Y entonces mi amigo, con la actitud de servicio más hermosa que yo haya visto recientemente, encendió la linterna de su móvil, la colocó en un hueco elevado para iluminar el cubículo azul (hueco estratégico que ya tenía perfectamente estudiado, señal de que no era la primera vez que limpiaba aquella estancia) y, en cuestión de un minuto, dejó aquel WC portátil como los chorros del oro. Acto seguido, recogió sus bayetas y su smartphone y prosiguió su tarea, como si tal cosa, en la letrina anexa. Puse un pie en aquella cabina y, efectivamente, en un segundó me percaté de que había estado en baños de hotel más sucios que aquel urinario portátil, lo cual era algo extraordinario porque siempre, siempre, siempre que había puestos mis pies en una inodoro de este tipo, lo había hecho aguantando la respiración de la repulsión tan grande que me provocaba su olor.

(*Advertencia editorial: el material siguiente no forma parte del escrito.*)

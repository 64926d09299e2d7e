//! BigQuery client against an in-process fake of the jobs API.

mod common;

use serde_json::json;
use std::fs;
use std::sync::Arc;
use tempfile::TempDir;

use common::fake_bigquery::{BROKEN_TABLE, FORBIDDEN_PROJECT, TOKEN, start_fake};
use walrus::config::BigQueryConfig;
use walrus::warehouse::{BigQueryWarehouse, TokenSource};
use walrus::{
    LoadError, LoadRequest, StorageObjectRef, StorageProvider, TableRef, WarehouseError,
    WarehouseLoader, WarehouseService,
};

fn warehouse(endpoint: &str) -> BigQueryWarehouse {
    let config = BigQueryConfig {
        endpoint: endpoint.to_string(),
        poll_interval_ms: 5,
        ..BigQueryConfig::default()
    };
    BigQueryWarehouse::with_token_source(config, TokenSource::Static(TOKEN.to_string())).unwrap()
}

fn request(project: &str, table: &str) -> LoadRequest {
    LoadRequest::parquet(
        StorageObjectRef::new("gs://de-porto", format!("qoala/{table}.parquet")),
        TableRef::new(project, "tmdb", table),
    )
}

#[tokio::test]
async fn test_load_job_polled_until_done() {
    let (endpoint, state) = start_fake().await;
    let warehouse = warehouse(&endpoint);

    let mut job = warehouse
        .submit_load(&request("de-porto", "movies"))
        .await
        .unwrap();
    assert!(job.id().starts_with("walrus_load_"));
    job.wait().await.unwrap();

    let state = state.lock().unwrap();
    assert_eq!(state.inserts.len(), 1);

    let load = &state.inserts[0]["configuration"]["load"];
    assert_eq!(load["sourceUris"], json!(["gs://de-porto/qoala/movies.parquet"]));
    assert_eq!(load["sourceFormat"], "PARQUET");
    assert_eq!(load["destinationTable"]["datasetId"], "tmdb");
    assert_eq!(load["destinationTable"]["tableId"], "movies");

    // RUNNING, then DONE; the location comes from the insert response.
    assert_eq!(state.polls.values().copied().collect::<Vec<_>>(), vec![2]);
    assert!(
        state
            .poll_locations
            .iter()
            .all(|location| location.as_deref() == Some("US"))
    );
}

#[tokio::test]
async fn test_job_error_result_fails_wait() {
    let (endpoint, _state) = start_fake().await;
    let warehouse = warehouse(&endpoint);

    let mut job = warehouse
        .submit_load(&request("de-porto", BROKEN_TABLE))
        .await
        .unwrap();
    let err = job.wait().await.unwrap_err();

    match err {
        WarehouseError::JobFailed {
            job_id,
            reason,
            message,
        } => {
            assert_eq!(job_id, job.id());
            assert_eq!(reason, "invalid");
            assert!(message.contains("does not match the target STRING"));
        }
        other => panic!("expected job failure, got {other:?}"),
    }
}

#[tokio::test]
async fn test_insert_rejected_with_api_message() {
    let (endpoint, state) = start_fake().await;
    let warehouse = warehouse(&endpoint);

    let err = match warehouse
        .submit_load(&request(FORBIDDEN_PROJECT, "movies"))
        .await
    {
        Ok(_) => panic!("insert into a forbidden project succeeded"),
        Err(err) => err,
    };

    assert!(matches!(
        err,
        WarehouseError::Api { operation: "jobs.insert", status: 403, ref message }
            if message.starts_with("Access Denied")
    ));
    assert!(state.lock().unwrap().inserts.is_empty());
}

#[tokio::test]
async fn test_bad_token_is_api_error() {
    let (endpoint, _state) = start_fake().await;
    let warehouse = BigQueryWarehouse::with_token_source(
        BigQueryConfig {
            endpoint,
            ..BigQueryConfig::default()
        },
        TokenSource::Static("stale".to_string()),
    )
    .unwrap();

    let err = match warehouse.submit_load(&request("de-porto", "movies")).await {
        Ok(_) => panic!("insert with a stale token succeeded"),
        Err(err) => err,
    };
    assert!(matches!(err, WarehouseError::Api { status: 401, .. }));
}

#[tokio::test]
async fn test_loader_against_fake_bigquery() {
    let (endpoint, state) = start_fake().await;

    let dir = TempDir::new().unwrap();
    let parts = dir.path().join("qoala").join("series.parquet");
    fs::create_dir_all(&parts).unwrap();
    fs::write(parts.join("_SUCCESS"), b"").unwrap();
    fs::write(parts.join("part-00000.snappy.parquet"), b"PAR1").unwrap();
    fs::write(parts.join("part-00001.snappy.parquet"), b"PAR1").unwrap();

    let provider = StorageProvider::for_url(&dir.path().display().to_string()).unwrap();
    let root = provider.root_uri().to_string();
    let loader = WarehouseLoader::new(Arc::new(provider), Arc::new(warehouse(&endpoint)));

    let report = loader
        .load_to_table("qoala/series.parquet", &TableRef::new("de-porto", "tmdb", "series"))
        .await
        .unwrap();
    assert_eq!(report.objects_loaded, 2);

    let mut uris: Vec<String> = state
        .lock()
        .unwrap()
        .inserts
        .iter()
        .map(|body| body["configuration"]["load"]["sourceUris"][0].as_str().unwrap().to_string())
        .collect();
    uris.sort();
    assert_eq!(
        uris,
        vec![
            format!("{root}/qoala/series.parquet/part-00000.snappy.parquet"),
            format!("{root}/qoala/series.parquet/part-00001.snappy.parquet"),
        ]
    );
}

#[tokio::test]
async fn test_loader_stops_after_failed_job() {
    let (endpoint, state) = start_fake().await;

    let dir = TempDir::new().unwrap();
    let parts = dir.path().join("qoala").join("broken.parquet");
    fs::create_dir_all(&parts).unwrap();
    for part in 0..3 {
        fs::write(parts.join(format!("part-0000{part}.parquet")), b"PAR1").unwrap();
    }

    let provider = StorageProvider::for_url(&dir.path().display().to_string()).unwrap();
    let loader = WarehouseLoader::new(Arc::new(provider), Arc::new(warehouse(&endpoint)));

    let err = loader
        .load_to_table(
            "qoala/broken.parquet",
            &TableRef::new("de-porto", "tmdb", BROKEN_TABLE),
        )
        .await
        .unwrap_err();

    assert!(matches!(err, LoadError::Complete { .. }));
    assert_eq!(state.lock().unwrap().inserts.len(), 1);
}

Qué regalo de Dios y de la Virgen son esos cofrades que se echan al hombro las tareas más ingratas y que lo hacen con la mayor naturalidad del mundo
Salí del aseo y, de camino a la barra, no pude evitar pensar en lo que acababa de presenciar. Qué regalo de Dios y de la Virgen son esos cofrades que se echan al hombro las tareas más ingratas y que lo hacen con la mayor naturalidad del mundo. Qué fascinante es que haya hermanos, y en este caso anfitriones, que renuncien a festejar de su propia fiesta para encargarse de que no falte de nada a sus invitados. Qué emoción me producen esos cristianos discretos que se dieron, se dan y se darán en la sombra por y para su cofradía. Qué maravillosos son esos hermanos átomos que cumplen su papel a la perfección en este tipo de eventos para mayor gloria de sus titulares.